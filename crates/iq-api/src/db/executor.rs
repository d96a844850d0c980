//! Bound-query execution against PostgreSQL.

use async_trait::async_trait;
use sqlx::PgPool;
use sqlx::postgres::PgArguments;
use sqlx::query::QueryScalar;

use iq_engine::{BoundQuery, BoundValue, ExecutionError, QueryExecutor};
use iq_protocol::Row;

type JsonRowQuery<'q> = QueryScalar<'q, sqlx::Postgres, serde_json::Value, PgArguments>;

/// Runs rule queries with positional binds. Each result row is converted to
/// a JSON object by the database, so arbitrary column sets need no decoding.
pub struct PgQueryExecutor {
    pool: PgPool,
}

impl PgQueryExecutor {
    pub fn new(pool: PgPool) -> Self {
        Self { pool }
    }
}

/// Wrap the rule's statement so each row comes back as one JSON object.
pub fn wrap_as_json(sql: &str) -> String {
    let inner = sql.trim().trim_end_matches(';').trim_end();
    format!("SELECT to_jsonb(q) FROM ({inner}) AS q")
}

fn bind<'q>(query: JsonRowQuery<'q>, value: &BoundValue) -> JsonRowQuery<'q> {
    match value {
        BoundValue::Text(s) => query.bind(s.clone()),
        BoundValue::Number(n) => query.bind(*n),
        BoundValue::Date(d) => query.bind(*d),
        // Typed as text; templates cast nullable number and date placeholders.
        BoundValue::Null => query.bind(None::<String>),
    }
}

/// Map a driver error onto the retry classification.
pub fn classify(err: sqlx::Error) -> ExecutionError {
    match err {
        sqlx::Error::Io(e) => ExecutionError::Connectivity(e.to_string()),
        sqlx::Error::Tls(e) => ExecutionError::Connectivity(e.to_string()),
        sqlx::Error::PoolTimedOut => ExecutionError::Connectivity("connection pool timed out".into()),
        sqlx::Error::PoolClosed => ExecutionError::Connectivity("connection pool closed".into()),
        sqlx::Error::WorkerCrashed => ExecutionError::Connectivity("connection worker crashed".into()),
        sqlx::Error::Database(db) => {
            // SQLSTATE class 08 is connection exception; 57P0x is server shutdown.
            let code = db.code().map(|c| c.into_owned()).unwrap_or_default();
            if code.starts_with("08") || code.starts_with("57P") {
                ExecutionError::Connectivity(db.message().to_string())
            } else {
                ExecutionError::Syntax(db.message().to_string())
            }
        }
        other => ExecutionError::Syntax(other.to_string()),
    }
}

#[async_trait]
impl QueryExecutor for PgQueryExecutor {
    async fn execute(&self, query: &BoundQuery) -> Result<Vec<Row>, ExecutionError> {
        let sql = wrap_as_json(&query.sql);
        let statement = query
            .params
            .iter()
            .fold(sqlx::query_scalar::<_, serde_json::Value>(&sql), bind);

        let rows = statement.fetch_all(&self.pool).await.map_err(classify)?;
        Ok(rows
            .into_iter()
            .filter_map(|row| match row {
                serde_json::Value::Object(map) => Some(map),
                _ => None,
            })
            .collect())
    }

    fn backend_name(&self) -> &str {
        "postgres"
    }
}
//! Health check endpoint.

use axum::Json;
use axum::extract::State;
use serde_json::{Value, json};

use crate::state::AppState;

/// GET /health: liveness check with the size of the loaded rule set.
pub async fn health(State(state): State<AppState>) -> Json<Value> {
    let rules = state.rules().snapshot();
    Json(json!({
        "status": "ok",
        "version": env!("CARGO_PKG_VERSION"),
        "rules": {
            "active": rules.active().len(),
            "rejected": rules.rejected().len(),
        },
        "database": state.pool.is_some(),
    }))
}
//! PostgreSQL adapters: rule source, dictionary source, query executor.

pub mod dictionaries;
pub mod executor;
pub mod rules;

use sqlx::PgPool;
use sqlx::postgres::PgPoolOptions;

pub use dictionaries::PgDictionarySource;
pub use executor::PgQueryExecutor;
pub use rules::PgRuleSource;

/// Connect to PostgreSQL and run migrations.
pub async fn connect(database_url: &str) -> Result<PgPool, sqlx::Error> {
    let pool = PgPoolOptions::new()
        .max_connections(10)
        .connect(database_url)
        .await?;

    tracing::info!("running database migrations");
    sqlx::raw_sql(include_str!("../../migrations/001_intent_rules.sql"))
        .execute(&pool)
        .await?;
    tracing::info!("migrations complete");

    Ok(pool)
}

•••

- [Assignment] Look through the entries. Copy out each line with "PgQueryExecutor" in it.

- [Answer to this task]
pub struct PgQueryExecutor {
impl PgQueryExecutor {
impl QueryExecutor for PgQueryExecutor {
pub use executor::PgQueryExecutor;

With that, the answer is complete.